Enable S3 Inventory for large buckets. S3 Inventory generates daily or weekly CSV reports of all objects with their storage classes, sizes, and last modified dates. Use it to audit before you optimize.
Compress before upload, not after. Gzipping JSON logs before upload typically achieves 80-90% compression. That is an 80-90% reduction in both storage and transfer costs. Spend the CPU cycles.
Set appropriate object expiration rules. If data has a known retention period, set an expiration rule and forget about it. Logs that must be kept for 1 year should expire on day 366, not live forever because nobody remembers to clean them up.

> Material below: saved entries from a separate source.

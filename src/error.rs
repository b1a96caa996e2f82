use std::fmt;
use thiserror::Error;

/// Every way a calculation can fail. The `Display` text is what ends up in the
/// `error` field of a [`crate::Calculation`].
#[derive(Error, Debug, Clone, PartialEq)]
pub enum CalcError {
    #[error("Expression cannot be empty")]
    EmptyExpression,

    #[error("Expression is too long: {length} characters (limit is {limit})")]
    InputTooLong { length: usize, limit: usize },

    #[error("Parse error: {0}")]
    Parse(String),

    #[error("Unsupported operator: {0}")]
    UnsupportedOperator(String),

    #[error("Unsupported function: {0}")]
    UnsupportedFunction(String),

    #[error("Unsupported identifier: {0}")]
    UnsupportedIdentifier(String),

    #[error("Unsupported AST node: {0}")]
    UnsupportedNode(String),

    #[error("{function}() takes {} but {} given", describe_arity(.min, .max), describe_given(.found))]
    Arity {
        function: String,
        min: usize,
        max: usize,
        found: usize,
    },

    #[error("Math domain error: {0}")]
    Domain(String),

    #[error("Division by zero")]
    DivisionByZero,
}

fn describe_arity(min: &usize, max: &usize) -> String {
    match (*min, *max) {
        (1, 1) => "exactly 1 argument".to_string(),
        (min, max) if min == max => format!("exactly {} arguments", min),
        (min, max) => format!("from {} to {} arguments", min, max),
    }
}

fn describe_given(found: &usize) -> String {
    match *found {
        1 => "1 was".to_string(),
        n => format!("{} were", n),
    }
}

impl CalcError {
    pub fn kind(&self) -> ErrorKind {
        match self {
            CalcError::EmptyExpression => ErrorKind::EmptyExpression,
            CalcError::InputTooLong { .. } => ErrorKind::InputTooLong,
            CalcError::Parse(_) => ErrorKind::ParseError,
            CalcError::UnsupportedOperator(_) => ErrorKind::UnsupportedOperator,
            CalcError::UnsupportedFunction(_) => ErrorKind::UnsupportedFunction,
            CalcError::UnsupportedIdentifier(_) => ErrorKind::UnsupportedIdentifier,
            CalcError::UnsupportedNode(_) => ErrorKind::UnsupportedNode,
            CalcError::Arity { .. } => ErrorKind::ArityError,
            CalcError::Domain(_) => ErrorKind::DomainError,
            CalcError::DivisionByZero => ErrorKind::DivisionByZero,
        }
    }

    /// True for the allow-list failures: the input parsed but named something
    /// outside the operator or function tables.
    pub fn is_sandbox_violation(&self) -> bool {
        matches!(
            self.kind(),
            ErrorKind::UnsupportedOperator
                | ErrorKind::UnsupportedFunction
                | ErrorKind::UnsupportedIdentifier
                | ErrorKind::UnsupportedNode
        )
    }
}

#[derive(Debug, Copy, Clone, PartialEq, Eq, Hash)]
pub enum ErrorKind {
    EmptyExpression,
    InputTooLong,
    ParseError,
    UnsupportedOperator,
    UnsupportedFunction,
    UnsupportedIdentifier,
    UnsupportedNode,
    ArityError,
    DomainError,
    DivisionByZero,
}

impl fmt::Display for ErrorKind {
    fn fmt(&self, f: &mut fmt::Formatter<'_>) -> fmt::Result {
        fmt::Debug::fmt(self, f)
    }
}
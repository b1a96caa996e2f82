use safecalc_rs::{Calculator, CalculatorConfig};

fn main() {
    pretty_env_logger::init();

    let expressions: Vec<String> = (1..=10)
        .map(|n| format!("factorial({}) / 2^{}", n, n))
        .chain(["log(0)".to_string(), "sin(pi / 6)".to_string()])
        .collect();

    let calculator =
        Calculator::with_config(CalculatorConfig::default().with_max_expression_length(64));
    for (i, calculation) in calculator.calculate_batch(&expressions).iter().enumerate() {
        match (&calculation.result, &calculation.error) {
            (Some(result), _) => println!("Result {}: {} = {}", i, calculation.expression, result),
            (_, Some(error)) => println!("Result {}: {} -> {}", i, calculation.expression, error),
            _ => unreachable!("a calculation always carries a result or an error"),
        }
    }
}
use std::f64::consts;

/// Named constants reachable as bare identifiers, never as calls.
pub const CONSTANTS: [(&str, f64); 2] = [("pi", consts::PI), ("e", consts::E)];

pub fn lookup(name: &str) -> Option<f64> {
    CONSTANTS
        .iter()
        .find(|(constant, _)| *constant == name)
        .map(|(_, value)| *value)
}
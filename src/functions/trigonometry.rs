use super::FunctionTable;
use crate::error::CalcError;
use safecalc_macros::calc_fn;

pub(super) fn register(table: &mut FunctionTable) {
    table.register("sin", sin);
    table.register("cos", cos);
    table.register("tan", tan);
}

// Angles are in radians.

#[calc_fn]
pub fn sin(x: f64) -> Result<f64, CalcError> {
    Ok(x.sin())
}

#[calc_fn]
pub fn cos(x: f64) -> Result<f64, CalcError> {
    Ok(x.cos())
}

#[calc_fn]
pub fn tan(x: f64) -> Result<f64, CalcError> {
    Ok(x.tan())
}
use super::FunctionTable;
use crate::error::CalcError;
use safecalc_macros::calc_fn;

pub(super) fn register(table: &mut FunctionTable) {
    table.register("sqrt", sqrt);
    table.register("log", log);
    table.register("log2", log2);
    table.register("log10", log10);
    table.register("exp", exp);
}

fn require_positive(function: &str, x: f64) -> Result<(), CalcError> {
    if x > 0.0 {
        Ok(())
    } else {
        Err(CalcError::Domain(format!(
            "{}() is only defined for positive values, got {}",
            function, x
        )))
    }
}

#[calc_fn]
pub fn sqrt(x: f64) -> Result<f64, CalcError> {
    if x < 0.0 {
        return Err(CalcError::Domain(format!(
            "sqrt() is not defined for negative values, got {}",
            x
        )));
    }
    Ok(x.sqrt())
}

/// Natural logarithm.
#[calc_fn]
pub fn log(x: f64) -> Result<f64, CalcError> {
    require_positive("log", x)?;
    Ok(x.ln())
}

#[calc_fn]
pub fn log2(x: f64) -> Result<f64, CalcError> {
    require_positive("log2", x)?;
    Ok(x.log2())
}

#[calc_fn]
pub fn log10(x: f64) -> Result<f64, CalcError> {
    require_positive("log10", x)?;
    Ok(x.log10())
}

#[calc_fn]
pub fn exp(x: f64) -> Result<f64, CalcError> {
    let value = x.exp();
    if value.is_infinite() {
        return Err(CalcError::Domain(format!(
            "exp({}) is too large to represent",
            x
        )));
    }
    Ok(value)
}

#[cfg(test)]
mod tests {
    use super::*;
    use crate::ErrorKind;
    use approx::assert_abs_diff_eq;
    use std::f64::consts::E;

    #[test]
    fn test_sqrt() {
        assert_eq!(sqrt(&[16.0]), Ok(4.0));
        assert_eq!(sqrt(&[0.0]), Ok(0.0));
        assert_eq!(sqrt(&[-1.0]).map_err(|e| e.kind()), Err(ErrorKind::DomainError));
    }

    #[test]
    fn test_logarithms() {
        assert_abs_diff_eq!(log(&[E]).unwrap(), 1.0, epsilon = 1e-12);
        assert_abs_diff_eq!(log2(&[8.0]).unwrap(), 3.0, epsilon = 1e-12);
        assert_abs_diff_eq!(log10(&[1000.0]).unwrap(), 3.0, epsilon = 1e-12);
    }

    #[test]
    fn test_logarithms_reject_non_positive() {
        for function in [log, log2, log10] {
            assert_eq!(function(&[0.0]).map_err(|e| e.kind()), Err(ErrorKind::DomainError));
            assert_eq!(function(&[-3.0]).map_err(|e| e.kind()), Err(ErrorKind::DomainError));
        }
    }

    #[test]
    fn test_exp() {
        assert_eq!(exp(&[0.0]), Ok(1.0));
        assert_eq!(
            exp(&[1000.0]),
            Err(CalcError::Domain("exp(1000) is too large to represent".to_string()))
        );
        assert_eq!(exp(&[-1000.0]), Ok(0.0));
    }
}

Use S3 Storage Lens across your organization. It surfaces which buckets are growing fastest, which ones have no access, and where your money is going. Enable it organization-wide and review it monthly.
Monitor retrieval costs when using Glacier classes. The storage is cheap, but retrieval is not. A batch restore of 100 GB from Deep Archive costs $2 plus data transfer. Factor retrieval costs into your total cost of ownership.
Test lifecycle rules in a staging bucket first. Lifecycle rule misconfiguration can archive or delete production data. Test your rules on a copy of your data before applying to production.
Use object tags for fine-grained lifecycle control. When prefix-based rules are not granular enough, tag objects with metadata like
retention=30dortier=archiveand build lifecycle rules against those tags.